Inauthentic Hybridity – is that all we can hope for?
“In a world in which stylistic innovation is no longer possible, all that is left is to imitate dead styles, to speak through masks and with the voices of the styles in the imaginary museum.”
– Marjorie Perloff, Radical Artifice
And with this inspiring remark in mind, I try to motivate myself to carry on designing…


English trailer for Die Welle (The Wave, Dennis Gansel, 2008)
The latest re-imagining of this particular disaster experiment. Previous to this there was a TV version and a book.
An example of recycling, appropriating and re-imagining a disaster. An example of turning a disaster experiment into a myth by tapping into the mythologies of the “real” disaster that never(?) came. An example of situating the myth within the global experience economy through the film’s promotion and distribution. Film as commodity; film as a mediated experience of another mediated experience.
[The experiment: The Third Wave]
(A California high school, 1967: An experiment conducted by history teacher Ron Jones with his students. The experiment involved recreating the conditions in Nazi Germany and was meant to function as a demonstrative learning experience. ) Pedagogy gone awry. Isn’t this the biggest outcome pedagogy can hope for?
Youtube video: Greek youth against neonazism (posted May 2008)

Anarchists, like the disaster, are situated outside the experience economy. Like some aspects of the disaster, anarchists place themselves inside the experience economy only to destroy it. The fact that anarchists remain powerless against (and within) the experience economy makes them more determined to find their power outside of it. However, they usually end up becoming part of the experience economy by their very opposition towards it.
Anarchists = otherness. Their/ Our obsession with others.
Example & Application: the Greek Riots
The defacement of public property in large Greek cities such as Athens and Thessaloniki has impacted tourism, a contributing aspect to the experience economy >>> The anarchists have been integrated into the experience economy model through the commodification of their acts: for instance, millions of photographs of the riots and of public property damages have been circulating around the world. The riots and their aftermath turned the world’s attention to Greece and Europe in general. The apocalyptic overtones attached to the disaster by various global media outlets have placed Greece at the center of it all, only to ultimately decentralize it.
Profit/ credit= e.g. international exposure, profile, capital ## #
Debit= e.g. impact on: tourism, government, education labor…
Corporate media tend to ignore anarchists, or try to minimize their impact. The fact that corporate media outlets have been forced to detail the anarchist involvement in these and other struggles in Greece attests to the significance of anarchist activity.

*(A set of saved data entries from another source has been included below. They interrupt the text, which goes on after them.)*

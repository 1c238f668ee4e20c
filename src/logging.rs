use std::env;
use std::io;

use tracing_appender::non_blocking::WorkerGuard;
use tracing_subscriber::EnvFilter;

const DEFAULT_FILTER: &str = "info";

/// Install the global subscriber, writing to stderr so dry-run output on
/// stdout stays clean.
///
/// `RUST_LOG` selects the filter, `JSON_LOG=true` switches to JSON lines.
/// Keep the returned guard alive until exit so buffered lines get flushed.
pub fn setup_logger() -> Option<WorkerGuard> {
    let json = env::var("JSON_LOG").is_ok_and(|s| s.parse().unwrap_or_default());
    let filter =
        EnvFilter::try_from_default_env().unwrap_or_else(|_| EnvFilter::new(DEFAULT_FILTER));

    let (non_blocking, guard) = tracing_appender::non_blocking(io::stderr());
    let builder = tracing_subscriber::fmt()
        .with_env_filter(filter)
        .with_writer(non_blocking);

    let result = if json {
        builder.json().try_init()
    } else {
        builder.try_init()
    };

    match result {
        Ok(()) => Some(guard),
        Err(e) => {
            eprintln!("global tracing subscriber already set: {}", e);
            None
        }
    }
}
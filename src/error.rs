use std::path::PathBuf;
use thiserror::Error;
use vault_client::VaultError;

#[derive(Debug, Error)]
pub enum SidekickError {
    #[error("Missing configuration: {0}")]
    MissingConfiguration(String),

    #[error("The file: {} does not exist", .0.display())]
    NotFound(PathBuf),

    #[error("IO error on {}: {source}", .path.display())]
    Io {
        path: PathBuf,
        #[source]
        source: std::io::Error,
    },

    #[error("JSON error: {0}")]
    Json(#[from] serde_json::Error),

    #[error("YAML error: {0}")]
    Yaml(#[from] serde_yaml::Error),

    #[error("Unknown output format: {0}")]
    UnsupportedFormat(String),

    #[error("Malformed secret for {format} output: {reason}")]
    MalformedSecret { format: &'static str, reason: String },

    #[error("Failed to render template {}: {message}", .path.display())]
    Template { path: PathBuf, message: String },

    #[error("Command '{command}' failed: {reason}")]
    HookFailure { command: String, reason: String },

    #[error("Invalid resource '{spec}': {reason}")]
    InvalidResource { spec: String, reason: String },

    #[error("{failed} of {total} resources failed")]
    Incomplete { failed: usize, total: usize },

    #[error(transparent)]
    Vault(#[from] VaultError),
}

impl SidekickError {
    pub(crate) fn io(path: impl Into<PathBuf>, source: std::io::Error) -> Self {
        SidekickError::Io {
            path: path.into(),
            source,
        }
    }
}

pub type Result<T, E = SidekickError> = std::result::Result<T, E>;
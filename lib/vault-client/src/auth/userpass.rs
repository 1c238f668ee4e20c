use super::{AuthOptions, AuthProvider, client_token};
use crate::{Logical, VaultError};
use async_trait::async_trait;
use std::sync::Arc;

const DEFAULT_MOUNT: &str = "userpass";

/// Username and password authentication
pub struct UserPassAuth {
    client: Arc<dyn Logical>,
    mount: String,
}

impl UserPassAuth {
    pub fn new(client: Arc<dyn Logical>) -> Self {
        Self {
            client,
            mount: DEFAULT_MOUNT.to_string(),
        }
    }

    pub fn with_mount(mut self, mount: impl Into<String>) -> Self {
        self.mount = mount.into();
        self
    }
}

#[async_trait]
impl AuthProvider for UserPassAuth {
    async fn login(&self, options: &AuthOptions) -> Result<String, VaultError> {
        let username = options
            .username
            .as_deref()
            .ok_or_else(|| VaultError::MissingConfiguration("username not provided".into()))?;
        let password = options
            .password
            .as_deref()
            .ok_or_else(|| VaultError::MissingConfiguration("password not provided".into()))?;

        let path = format!("auth/{}/login/{}", self.mount, username);
        let response = self
            .client
            .write(&path, serde_json::json!({ "password": password }))
            .await?;

        client_token(response)
    }
}
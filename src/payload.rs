use std::collections::{BTreeMap, HashMap};
use std::fmt;

use serde::Serialize;

/// Secret material keyed by field name, ordered for stable output
pub type SecretPayload = BTreeMap<String, SecretValue>;

/// One field of a secret
#[derive(Debug, Clone, PartialEq, Eq, Serialize)]
#[serde(untagged)]
pub enum SecretValue {
    Text(String),
    List(Vec<String>),
    Map(BTreeMap<String, SecretValue>),
}

impl SecretValue {
    pub fn as_text(&self) -> Option<&str> {
        match self {
            SecretValue::Text(text) => Some(text),
            _ => None,
        }
    }
}

impl From<serde_json::Value> for SecretValue {
    fn from(value: serde_json::Value) -> Self {
        use serde_json::Value;

        match value {
            Value::Null => SecretValue::Text(String::new()),
            Value::String(s) => SecretValue::Text(s),
            Value::Bool(b) => SecretValue::Text(b.to_string()),
            Value::Number(n) => SecretValue::Text(n.to_string()),
            Value::Array(items) => SecretValue::List(
                items
                    .into_iter()
                    .map(|item| match item {
                        Value::String(s) => s,
                        other => other.to_string(),
                    })
                    .collect(),
            ),
            Value::Object(map) => {
                SecretValue::Map(map.into_iter().map(|(k, v)| (k, v.into())).collect())
            }
        }
    }
}

impl From<&str> for SecretValue {
    fn from(value: &str) -> Self {
        SecretValue::Text(value.to_string())
    }
}

/// Text form used by the line-oriented formats: lists are comma-joined,
/// maps are compact JSON.
impl fmt::Display for SecretValue {
    fn fmt(&self, f: &mut fmt::Formatter<'_>) -> fmt::Result {
        match self {
            SecretValue::Text(text) => f.write_str(text),
            SecretValue::List(items) => f.write_str(&items.join(",")),
            SecretValue::Map(_) => {
                let json = serde_json::to_string(self).map_err(|_| fmt::Error)?;
                f.write_str(&json)
            }
        }
    }
}

/// Convert the data section returned by the store.
///
/// KV version 2 mounts wrap the fields in `{"data": ..., "metadata": ...}`;
/// when `unwrap_versioned` is set that envelope is removed. Detection is by
/// shape only: exactly those two keys, with `data` an object.
pub fn from_store(mut data: HashMap<String, serde_json::Value>, unwrap_versioned: bool) -> SecretPayload {
    let versioned = data.len() == 2
        && data.contains_key("metadata")
        && data.get("data").is_some_and(serde_json::Value::is_object);
    if unwrap_versioned && versioned {
        if let Some(serde_json::Value::Object(inner)) = data.remove("data") {
            return inner.into_iter().map(|(k, v)| (k, v.into())).collect();
        }
    }
    data.into_iter().map(|(k, v)| (k, v.into())).collect()
}
/// Value of the environment variable `name`, or `default` when unset or empty
pub fn get_env(name: &str, default: &str) -> String {
    match std::env::var(name) {
        Ok(value) if !value.is_empty() => value,
        _ => default.to_string(),
    }
}
mod approle;
mod kubernetes;
mod options;
mod token;
mod userpass;

pub use approle::AppRoleAuth;
pub use kubernetes::KubernetesAuth;
pub use options::{AuthMethod, AuthOptions};
pub use token::StaticTokenAuth;
pub use userpass::UserPassAuth;

use crate::models::Secret;
use crate::{Logical, VaultError};
use async_trait::async_trait;
use std::sync::Arc;

/// Trait for authentication methods
#[async_trait]
pub trait AuthProvider: Send + Sync {
    /// Exchange the method's credential material for a client token.
    ///
    /// Returns a non-empty token or an error, never neither.
    async fn login(&self, options: &AuthOptions) -> Result<String, VaultError>;
}

/// Build the provider for `method`, resolving its environment once.
pub fn provider_for(method: AuthMethod, client: Arc<dyn Logical>) -> Box<dyn AuthProvider> {
    match method {
        AuthMethod::Token => Box::new(StaticTokenAuth::from_env()),
        AuthMethod::UserPass => Box::new(UserPassAuth::new(client)),
        AuthMethod::AppRole => Box::new(AppRoleAuth::new(client)),
        AuthMethod::Kubernetes => Box::new(KubernetesAuth::from_env(client)),
    }
}

/// Pull the client token out of a login response
fn client_token(response: Option<Secret>) -> Result<String, VaultError> {
    response
        .and_then(|secret| secret.auth)
        .map(|auth| auth.client_token)
        .filter(|token| !token.is_empty())
        .ok_or_else(|| VaultError::AuthError("login response did not carry a client token".into()))
}
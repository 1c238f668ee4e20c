use serde::{Deserialize, Serialize};
use std::fmt;
use std::str::FromStr;

/// Authentication method tag
#[derive(Debug, Clone, Copy, Default, PartialEq, Eq, Serialize, Deserialize)]
pub enum AuthMethod {
    #[default]
    #[serde(rename = "token")]
    Token,
    #[serde(rename = "userpass")]
    UserPass,
    #[serde(rename = "approle")]
    AppRole,
    #[serde(rename = "kubernetes")]
    Kubernetes,
}

impl AuthMethod {
    pub fn as_str(&self) -> &'static str {
        match self {
            AuthMethod::Token => "token",
            AuthMethod::UserPass => "userpass",
            AuthMethod::AppRole => "approle",
            AuthMethod::Kubernetes => "kubernetes",
        }
    }
}

impl fmt::Display for AuthMethod {
    fn fmt(&self, f: &mut fmt::Formatter<'_>) -> fmt::Result {
        f.write_str(self.as_str())
    }
}

impl FromStr for AuthMethod {
    type Err = String;

    fn from_str(s: &str) -> Result<Self, Self::Err> {
        match s {
            "token" => Ok(AuthMethod::Token),
            "userpass" => Ok(AuthMethod::UserPass),
            "approle" => Ok(AuthMethod::AppRole),
            "kubernetes" => Ok(AuthMethod::Kubernetes),
            other => Err(format!("unsupported authentication method: {}", other)),
        }
    }
}

/// Credential bundle read from the auth file.
///
/// Only the fields of the selected `method` are consulted at login.
#[derive(Debug, Clone, Default, PartialEq, Serialize, Deserialize)]
#[serde(default)]
pub struct AuthOptions {
    pub method: AuthMethod,

    #[serde(skip_serializing_if = "Option::is_none")]
    pub token: Option<String>,

    /// Token issued by kubernetes-vault, only honoured in the legacy file format
    #[serde(
        rename = "clientToken",
        alias = "client_token",
        skip_serializing_if = "Option::is_none"
    )]
    pub client_token: Option<String>,

    #[serde(alias = "role", skip_serializing_if = "Option::is_none")]
    pub role_id: Option<String>,

    #[serde(skip_serializing_if = "Option::is_none")]
    pub secret_id: Option<String>,

    #[serde(skip_serializing_if = "Option::is_none")]
    pub username: Option<String>,

    #[serde(skip_serializing_if = "Option::is_none")]
    pub password: Option<String>,

    #[serde(
        rename = "vaultAddr",
        alias = "vault_addr",
        skip_serializing_if = "Option::is_none"
    )]
    pub vault_addr: Option<String>,

    #[serde(
        rename = "leaseDuration",
        alias = "lease_duration",
        skip_serializing_if = "Option::is_none"
    )]
    pub lease_duration: Option<u64>,

    #[serde(skip_serializing_if = "Option::is_none")]
    pub renewable: Option<bool>,
}

#[cfg(test)]
mod tests {
    use super::*;

    #[test]
    fn test_method_defaults_to_token() {
        let options: AuthOptions = serde_json::from_str("{}").unwrap();
        assert_eq!(options.method, AuthMethod::Token);
        assert!(options.token.is_none());
    }

    #[test]
    fn test_legacy_field_names() {
        let options: AuthOptions = serde_json::from_str(
            r#"{"method": "approle", "role": "r-1", "secret_id": "s-1", "vaultAddr": "http://vault:8200"}"#,
        )
        .unwrap();
        assert_eq!(options.method, AuthMethod::AppRole);
        assert_eq!(options.role_id.as_deref(), Some("r-1"));
        assert_eq!(options.vault_addr.as_deref(), Some("http://vault:8200"));
    }

    #[test]
    fn test_method_from_str() {
        assert_eq!("kubernetes".parse::<AuthMethod>().unwrap(), AuthMethod::Kubernetes);
        assert!("ldap".parse::<AuthMethod>().is_err());
    }
}
use crate::error::VaultError;
use crate::models::Secret;
use async_trait::async_trait;
use reqwest::{RequestBuilder, StatusCode};

const TOKEN_HEADER: &str = "X-Vault-Token";

/// Logical read/write surface of the secret store
#[async_trait]
pub trait Logical: Send + Sync {
    /// Read the secret stored at `path`
    async fn read(&self, path: &str) -> Result<Secret, VaultError>;

    /// Write `payload` to `path`. Endpoints answering without a body yield `None`.
    async fn write(
        &self,
        path: &str,
        payload: serde_json::Value,
    ) -> Result<Option<Secret>, VaultError>;
}

/// HTTP client for the Vault logical API
#[derive(Clone)]
pub struct VaultClient {
    base_url: String,
    token: Option<String>,
    http: reqwest::Client,
}

impl VaultClient {
    pub fn new(base_url: impl Into<String>) -> Self {
        let base_url: String = base_url.into();
        Self {
            base_url: base_url.trim_end_matches('/').to_string(),
            token: None,
            http: reqwest::Client::new(),
        }
    }

    /// Attach the session token used for every subsequent request
    pub fn with_token(mut self, token: impl Into<String>) -> Self {
        self.token = Some(token.into());
        self
    }

    pub fn base_url(&self) -> &str {
        &self.base_url
    }

    fn url(&self, path: &str) -> String {
        format!("{}/v1/{}", self.base_url, path.trim_start_matches('/'))
    }

    fn authorize(&self, request: RequestBuilder) -> RequestBuilder {
        match self.token {
            Some(ref token) => request.header(TOKEN_HEADER, token),
            None => request,
        }
    }

    async fn send(&self, path: &str, request: RequestBuilder) -> Result<Option<Secret>, VaultError> {
        let response = self
            .authorize(request)
            .send()
            .await
            .map_err(|e| VaultError::RequestError(e.to_string()))?;

        let status = response.status();
        if status == StatusCode::NOT_FOUND {
            return Err(VaultError::SecretNotFound {
                path: path.to_string(),
            });
        }

        if !status.is_success() {
            let body = response.text().await.unwrap_or_default();
            return Err(VaultError::ClientError {
                status: status.as_u16(),
                message: body,
            });
        }

        if status == StatusCode::NO_CONTENT {
            return Ok(None);
        }

        let secret: Secret = response
            .json()
            .await
            .map_err(|e| VaultError::RequestError(format!("Invalid response: {}", e)))?;
        Ok(Some(secret))
    }
}

#[async_trait]
impl Logical for VaultClient {
    async fn read(&self, path: &str) -> Result<Secret, VaultError> {
        tracing::debug!(path = %path, "reading secret");
        let request = self.http.get(self.url(path));
        self.send(path, request)
            .await?
            .ok_or_else(|| VaultError::SecretNotFound {
                path: path.to_string(),
            })
    }

    async fn write(
        &self,
        path: &str,
        payload: serde_json::Value,
    ) -> Result<Option<Secret>, VaultError> {
        tracing::debug!(path = %path, "writing to secret store");
        let request = self.http.post(self.url(path)).json(&payload);
        self.send(path, request).await
    }
}
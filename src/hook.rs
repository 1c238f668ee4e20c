use std::ffi::OsString;
use std::path::Path;
use std::time::Duration;

use tokio::process::Command;

use crate::error::{Result, SidekickError};

/// Run `command_line` after `target` has been written.
///
/// The line is split on whitespace; with no arguments the target path is
/// passed as the only one. The command is killed once `timeout` elapses.
pub async fn run_hook(command_line: &str, target: &Path, timeout: Duration) -> Result<()> {
    let failure = |reason: String| SidekickError::HookFailure {
        command: command_line.to_string(),
        reason,
    };

    let mut parts = command_line.split_whitespace();
    let program = parts
        .next()
        .ok_or_else(|| failure("empty command".to_string()))?;
    let mut args: Vec<OsString> = parts.map(OsString::from).collect();
    if args.is_empty() {
        args.push(target.as_os_str().to_owned());
    }

    tracing::debug!(command = %command_line, file = %target.display(), "executing the command");

    let mut child = Command::new(program)
        .args(&args)
        .kill_on_drop(true)
        .spawn()
        .map_err(|e| failure(format!("failed to start: {}", e)))?;

    tokio::select! {
        status = child.wait() => {
            let status = status.map_err(|e| failure(format!("failed to wait: {}", e)))?;
            if status.success() {
                Ok(())
            } else {
                Err(failure(format!("exited with {}", status)))
            }
        }
        _ = tokio::time::sleep(timeout) => {
            if let Err(e) = child.kill().await {
                tracing::error!(pid = ?child.id(), error = %e, "failed to kill the command");
            }
            Err(failure(format!("killed after exceeding the {:?} timeout", timeout)))
        }
    }
}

Leftists attempt to portray the events in Greece as a general uprising of “the people,” and this is not inaccurate, since countless “normal” people have participated. However, from the vantage point of anarchist supporters and those intimidated by anarchists, it is the anarchists that have instigated the riots and have remained the most influential force within the “movement”.
From one perspective, the anarchists – and “anarchy” in its abstract form – function as a political scapegoat. A scapegoat that is used to let the government almost entirely off the hook. A scapegoat that does not point to what is wrong with the System, but serves the purpose [to some] of placing blame outside the system and displacing the flaws outside the system.
If only it were so simple.
Democracy is dead. Long live democracy.